Work instructions: Every line of the material that mentions the word "Result" should be copied out.

::::

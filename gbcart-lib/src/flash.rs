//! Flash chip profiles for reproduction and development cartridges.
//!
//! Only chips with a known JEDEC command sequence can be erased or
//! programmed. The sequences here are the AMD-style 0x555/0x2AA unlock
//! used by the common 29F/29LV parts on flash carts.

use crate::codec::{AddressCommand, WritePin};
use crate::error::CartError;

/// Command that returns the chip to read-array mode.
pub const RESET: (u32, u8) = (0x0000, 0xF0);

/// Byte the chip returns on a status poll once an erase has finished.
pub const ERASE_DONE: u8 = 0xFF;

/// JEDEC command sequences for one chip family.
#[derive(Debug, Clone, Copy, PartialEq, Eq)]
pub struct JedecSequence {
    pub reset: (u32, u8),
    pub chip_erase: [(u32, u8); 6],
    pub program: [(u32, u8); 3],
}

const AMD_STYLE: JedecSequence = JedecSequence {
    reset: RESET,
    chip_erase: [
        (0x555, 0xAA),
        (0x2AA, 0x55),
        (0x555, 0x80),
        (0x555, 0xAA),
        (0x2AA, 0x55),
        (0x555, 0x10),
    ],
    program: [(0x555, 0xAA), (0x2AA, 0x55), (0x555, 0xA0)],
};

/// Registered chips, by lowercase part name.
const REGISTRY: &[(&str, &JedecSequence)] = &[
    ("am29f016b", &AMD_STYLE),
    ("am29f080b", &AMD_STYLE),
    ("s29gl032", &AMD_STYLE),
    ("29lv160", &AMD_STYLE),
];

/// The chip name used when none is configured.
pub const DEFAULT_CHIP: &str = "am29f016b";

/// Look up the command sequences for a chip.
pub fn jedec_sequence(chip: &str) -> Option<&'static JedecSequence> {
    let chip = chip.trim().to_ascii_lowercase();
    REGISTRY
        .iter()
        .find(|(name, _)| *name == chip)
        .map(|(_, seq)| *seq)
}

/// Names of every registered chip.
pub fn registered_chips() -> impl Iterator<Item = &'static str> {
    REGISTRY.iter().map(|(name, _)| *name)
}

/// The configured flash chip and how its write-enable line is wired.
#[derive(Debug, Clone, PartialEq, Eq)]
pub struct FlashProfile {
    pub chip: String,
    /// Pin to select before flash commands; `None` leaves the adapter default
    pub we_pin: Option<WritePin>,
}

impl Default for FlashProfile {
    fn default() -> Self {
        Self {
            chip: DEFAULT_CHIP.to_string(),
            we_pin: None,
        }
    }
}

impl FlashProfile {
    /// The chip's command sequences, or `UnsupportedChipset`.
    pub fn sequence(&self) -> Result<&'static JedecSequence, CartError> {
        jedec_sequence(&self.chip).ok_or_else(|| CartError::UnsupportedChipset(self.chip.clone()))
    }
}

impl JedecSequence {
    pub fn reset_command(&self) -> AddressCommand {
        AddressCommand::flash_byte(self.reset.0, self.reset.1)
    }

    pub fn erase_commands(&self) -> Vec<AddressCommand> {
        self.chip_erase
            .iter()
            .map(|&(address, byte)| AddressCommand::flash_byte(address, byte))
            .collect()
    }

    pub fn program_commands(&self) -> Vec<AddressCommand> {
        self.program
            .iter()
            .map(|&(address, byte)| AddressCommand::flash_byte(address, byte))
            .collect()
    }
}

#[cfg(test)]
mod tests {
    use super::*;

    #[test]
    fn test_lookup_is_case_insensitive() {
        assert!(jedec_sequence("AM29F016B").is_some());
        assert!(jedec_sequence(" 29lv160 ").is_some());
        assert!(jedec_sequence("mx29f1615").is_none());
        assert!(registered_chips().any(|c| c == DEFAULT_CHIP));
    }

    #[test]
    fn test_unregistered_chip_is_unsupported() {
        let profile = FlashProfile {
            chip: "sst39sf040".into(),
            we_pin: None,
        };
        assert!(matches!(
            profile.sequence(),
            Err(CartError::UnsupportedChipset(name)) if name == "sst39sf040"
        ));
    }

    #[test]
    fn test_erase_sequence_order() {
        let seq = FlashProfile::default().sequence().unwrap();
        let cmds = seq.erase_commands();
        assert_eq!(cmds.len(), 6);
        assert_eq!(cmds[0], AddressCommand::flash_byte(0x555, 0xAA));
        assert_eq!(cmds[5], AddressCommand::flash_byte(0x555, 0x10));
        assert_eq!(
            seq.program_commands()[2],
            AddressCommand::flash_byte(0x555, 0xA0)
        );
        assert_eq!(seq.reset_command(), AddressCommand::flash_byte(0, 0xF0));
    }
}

::::

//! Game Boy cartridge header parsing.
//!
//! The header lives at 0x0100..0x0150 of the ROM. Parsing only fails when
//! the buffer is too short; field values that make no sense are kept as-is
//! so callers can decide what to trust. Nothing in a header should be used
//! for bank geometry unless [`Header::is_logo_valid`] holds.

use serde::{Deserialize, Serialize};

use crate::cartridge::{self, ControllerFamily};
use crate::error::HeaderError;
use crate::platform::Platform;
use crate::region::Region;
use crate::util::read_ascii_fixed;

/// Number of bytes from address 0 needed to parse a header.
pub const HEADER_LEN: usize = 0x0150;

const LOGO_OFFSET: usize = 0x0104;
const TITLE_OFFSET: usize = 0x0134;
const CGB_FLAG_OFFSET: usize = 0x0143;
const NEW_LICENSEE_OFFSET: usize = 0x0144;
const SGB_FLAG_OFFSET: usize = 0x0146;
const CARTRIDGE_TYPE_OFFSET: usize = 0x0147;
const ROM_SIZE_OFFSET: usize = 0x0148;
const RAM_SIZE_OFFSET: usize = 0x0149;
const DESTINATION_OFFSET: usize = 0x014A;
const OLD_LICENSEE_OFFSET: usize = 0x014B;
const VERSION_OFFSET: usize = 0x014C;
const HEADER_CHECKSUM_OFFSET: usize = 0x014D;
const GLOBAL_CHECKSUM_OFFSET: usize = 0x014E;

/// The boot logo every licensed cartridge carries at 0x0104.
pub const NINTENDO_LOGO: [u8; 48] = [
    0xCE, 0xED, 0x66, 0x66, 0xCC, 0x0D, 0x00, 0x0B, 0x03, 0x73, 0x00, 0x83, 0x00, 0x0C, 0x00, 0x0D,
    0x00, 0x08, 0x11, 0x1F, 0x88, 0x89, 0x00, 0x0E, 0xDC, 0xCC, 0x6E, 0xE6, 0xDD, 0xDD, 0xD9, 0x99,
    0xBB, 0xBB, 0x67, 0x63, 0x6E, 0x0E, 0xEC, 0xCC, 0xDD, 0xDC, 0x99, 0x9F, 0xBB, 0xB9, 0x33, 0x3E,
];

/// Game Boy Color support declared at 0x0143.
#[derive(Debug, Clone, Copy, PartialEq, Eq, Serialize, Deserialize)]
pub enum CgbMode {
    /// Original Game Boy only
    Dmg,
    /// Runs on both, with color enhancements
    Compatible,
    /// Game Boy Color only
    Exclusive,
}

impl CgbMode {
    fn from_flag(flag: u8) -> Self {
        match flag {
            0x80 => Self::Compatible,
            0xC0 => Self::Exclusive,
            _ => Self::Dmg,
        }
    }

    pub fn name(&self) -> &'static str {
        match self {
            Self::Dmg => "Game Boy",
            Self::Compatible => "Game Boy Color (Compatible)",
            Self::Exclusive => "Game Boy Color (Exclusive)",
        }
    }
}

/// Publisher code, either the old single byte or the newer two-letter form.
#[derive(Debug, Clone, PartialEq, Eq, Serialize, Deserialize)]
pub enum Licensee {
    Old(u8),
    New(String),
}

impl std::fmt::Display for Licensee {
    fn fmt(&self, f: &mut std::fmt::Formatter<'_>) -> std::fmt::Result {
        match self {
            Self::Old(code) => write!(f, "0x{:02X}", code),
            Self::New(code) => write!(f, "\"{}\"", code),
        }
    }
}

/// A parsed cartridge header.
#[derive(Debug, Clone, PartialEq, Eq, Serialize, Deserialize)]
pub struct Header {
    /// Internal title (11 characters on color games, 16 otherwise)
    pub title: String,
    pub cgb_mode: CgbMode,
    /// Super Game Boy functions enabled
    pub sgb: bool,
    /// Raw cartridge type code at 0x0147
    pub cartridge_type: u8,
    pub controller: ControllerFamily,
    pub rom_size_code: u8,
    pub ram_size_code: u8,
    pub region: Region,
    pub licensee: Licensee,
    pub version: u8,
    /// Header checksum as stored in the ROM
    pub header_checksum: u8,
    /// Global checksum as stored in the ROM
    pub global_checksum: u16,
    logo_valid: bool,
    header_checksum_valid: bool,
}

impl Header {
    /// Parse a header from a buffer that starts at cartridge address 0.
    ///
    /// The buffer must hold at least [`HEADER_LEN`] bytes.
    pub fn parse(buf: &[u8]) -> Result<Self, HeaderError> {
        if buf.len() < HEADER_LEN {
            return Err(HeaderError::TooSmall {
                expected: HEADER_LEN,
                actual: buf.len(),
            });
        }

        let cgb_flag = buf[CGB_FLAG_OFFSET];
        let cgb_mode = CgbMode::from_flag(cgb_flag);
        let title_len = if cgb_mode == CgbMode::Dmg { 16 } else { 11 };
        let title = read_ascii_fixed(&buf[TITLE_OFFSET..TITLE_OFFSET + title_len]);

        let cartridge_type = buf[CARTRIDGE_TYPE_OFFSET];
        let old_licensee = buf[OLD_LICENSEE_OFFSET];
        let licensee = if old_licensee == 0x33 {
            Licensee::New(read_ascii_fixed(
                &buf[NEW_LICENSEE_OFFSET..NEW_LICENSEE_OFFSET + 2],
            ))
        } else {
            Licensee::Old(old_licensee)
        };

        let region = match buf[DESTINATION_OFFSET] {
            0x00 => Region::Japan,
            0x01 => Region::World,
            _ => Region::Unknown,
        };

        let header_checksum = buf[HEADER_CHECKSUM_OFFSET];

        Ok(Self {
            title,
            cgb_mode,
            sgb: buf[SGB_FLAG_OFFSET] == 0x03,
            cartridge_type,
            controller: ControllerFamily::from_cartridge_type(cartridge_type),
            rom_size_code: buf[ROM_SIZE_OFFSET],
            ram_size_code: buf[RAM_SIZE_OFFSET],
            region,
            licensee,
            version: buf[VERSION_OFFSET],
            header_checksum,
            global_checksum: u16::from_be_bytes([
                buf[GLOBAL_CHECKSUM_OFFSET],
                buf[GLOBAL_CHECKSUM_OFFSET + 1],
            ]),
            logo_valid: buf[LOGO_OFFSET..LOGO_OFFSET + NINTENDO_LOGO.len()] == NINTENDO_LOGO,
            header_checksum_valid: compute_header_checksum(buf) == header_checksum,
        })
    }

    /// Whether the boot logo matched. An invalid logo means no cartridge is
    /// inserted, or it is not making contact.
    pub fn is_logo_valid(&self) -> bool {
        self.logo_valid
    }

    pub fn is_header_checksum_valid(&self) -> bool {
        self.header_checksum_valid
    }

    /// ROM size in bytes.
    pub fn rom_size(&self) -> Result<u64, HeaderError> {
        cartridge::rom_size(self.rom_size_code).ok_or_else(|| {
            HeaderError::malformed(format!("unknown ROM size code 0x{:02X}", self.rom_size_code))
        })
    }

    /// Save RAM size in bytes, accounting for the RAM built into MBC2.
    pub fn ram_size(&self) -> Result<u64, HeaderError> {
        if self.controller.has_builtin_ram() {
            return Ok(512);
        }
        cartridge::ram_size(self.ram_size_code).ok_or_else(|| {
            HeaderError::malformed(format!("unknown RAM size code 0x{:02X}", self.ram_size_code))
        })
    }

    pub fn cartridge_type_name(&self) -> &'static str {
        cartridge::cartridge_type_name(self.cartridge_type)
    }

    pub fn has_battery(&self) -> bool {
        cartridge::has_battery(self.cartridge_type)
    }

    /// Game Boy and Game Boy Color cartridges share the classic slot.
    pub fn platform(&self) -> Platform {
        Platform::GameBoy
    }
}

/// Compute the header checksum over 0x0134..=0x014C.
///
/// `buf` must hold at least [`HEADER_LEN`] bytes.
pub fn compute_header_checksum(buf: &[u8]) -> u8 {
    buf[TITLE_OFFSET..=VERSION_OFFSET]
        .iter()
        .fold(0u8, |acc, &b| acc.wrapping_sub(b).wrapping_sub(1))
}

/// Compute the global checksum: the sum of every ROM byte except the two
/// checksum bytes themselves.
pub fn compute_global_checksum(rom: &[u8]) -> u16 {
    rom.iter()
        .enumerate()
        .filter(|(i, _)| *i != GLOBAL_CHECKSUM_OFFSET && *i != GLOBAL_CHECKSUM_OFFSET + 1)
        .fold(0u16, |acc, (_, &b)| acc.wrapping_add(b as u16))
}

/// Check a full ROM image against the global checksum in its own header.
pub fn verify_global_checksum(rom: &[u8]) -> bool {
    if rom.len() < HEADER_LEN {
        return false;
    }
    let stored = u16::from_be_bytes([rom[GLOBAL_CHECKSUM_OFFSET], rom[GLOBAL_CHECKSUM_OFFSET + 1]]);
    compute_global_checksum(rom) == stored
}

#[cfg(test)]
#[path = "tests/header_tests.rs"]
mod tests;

::::

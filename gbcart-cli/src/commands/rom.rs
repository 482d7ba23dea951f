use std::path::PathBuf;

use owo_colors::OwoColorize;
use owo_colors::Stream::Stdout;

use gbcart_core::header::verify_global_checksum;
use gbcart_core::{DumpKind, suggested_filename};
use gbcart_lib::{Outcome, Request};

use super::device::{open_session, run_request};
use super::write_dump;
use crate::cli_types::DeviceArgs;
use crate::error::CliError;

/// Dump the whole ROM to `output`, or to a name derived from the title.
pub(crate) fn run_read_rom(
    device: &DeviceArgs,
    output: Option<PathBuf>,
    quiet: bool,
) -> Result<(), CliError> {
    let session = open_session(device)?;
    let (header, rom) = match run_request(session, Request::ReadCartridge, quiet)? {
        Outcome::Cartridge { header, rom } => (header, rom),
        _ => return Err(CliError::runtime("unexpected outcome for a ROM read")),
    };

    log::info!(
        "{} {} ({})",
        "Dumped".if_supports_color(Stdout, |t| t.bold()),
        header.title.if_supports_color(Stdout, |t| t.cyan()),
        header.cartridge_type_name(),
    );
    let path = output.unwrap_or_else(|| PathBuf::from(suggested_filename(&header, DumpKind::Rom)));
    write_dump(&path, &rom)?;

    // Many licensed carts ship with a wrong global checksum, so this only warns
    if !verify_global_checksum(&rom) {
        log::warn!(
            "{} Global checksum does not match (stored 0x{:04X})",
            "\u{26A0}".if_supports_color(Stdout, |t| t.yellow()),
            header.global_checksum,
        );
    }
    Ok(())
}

::::

Output below:
    pub fn sequence(&self) -> Result<&'static JedecSequence, CartError> {
    fn fmt(&self, f: &mut std::fmt::Formatter<'_>) -> std::fmt::Result {
    pub fn parse(buf: &[u8]) -> Result<Self, HeaderError> {
    pub fn rom_size(&self) -> Result<u64, HeaderError> {
    pub fn ram_size(&self) -> Result<u64, HeaderError> {
) -> Result<(), CliError> {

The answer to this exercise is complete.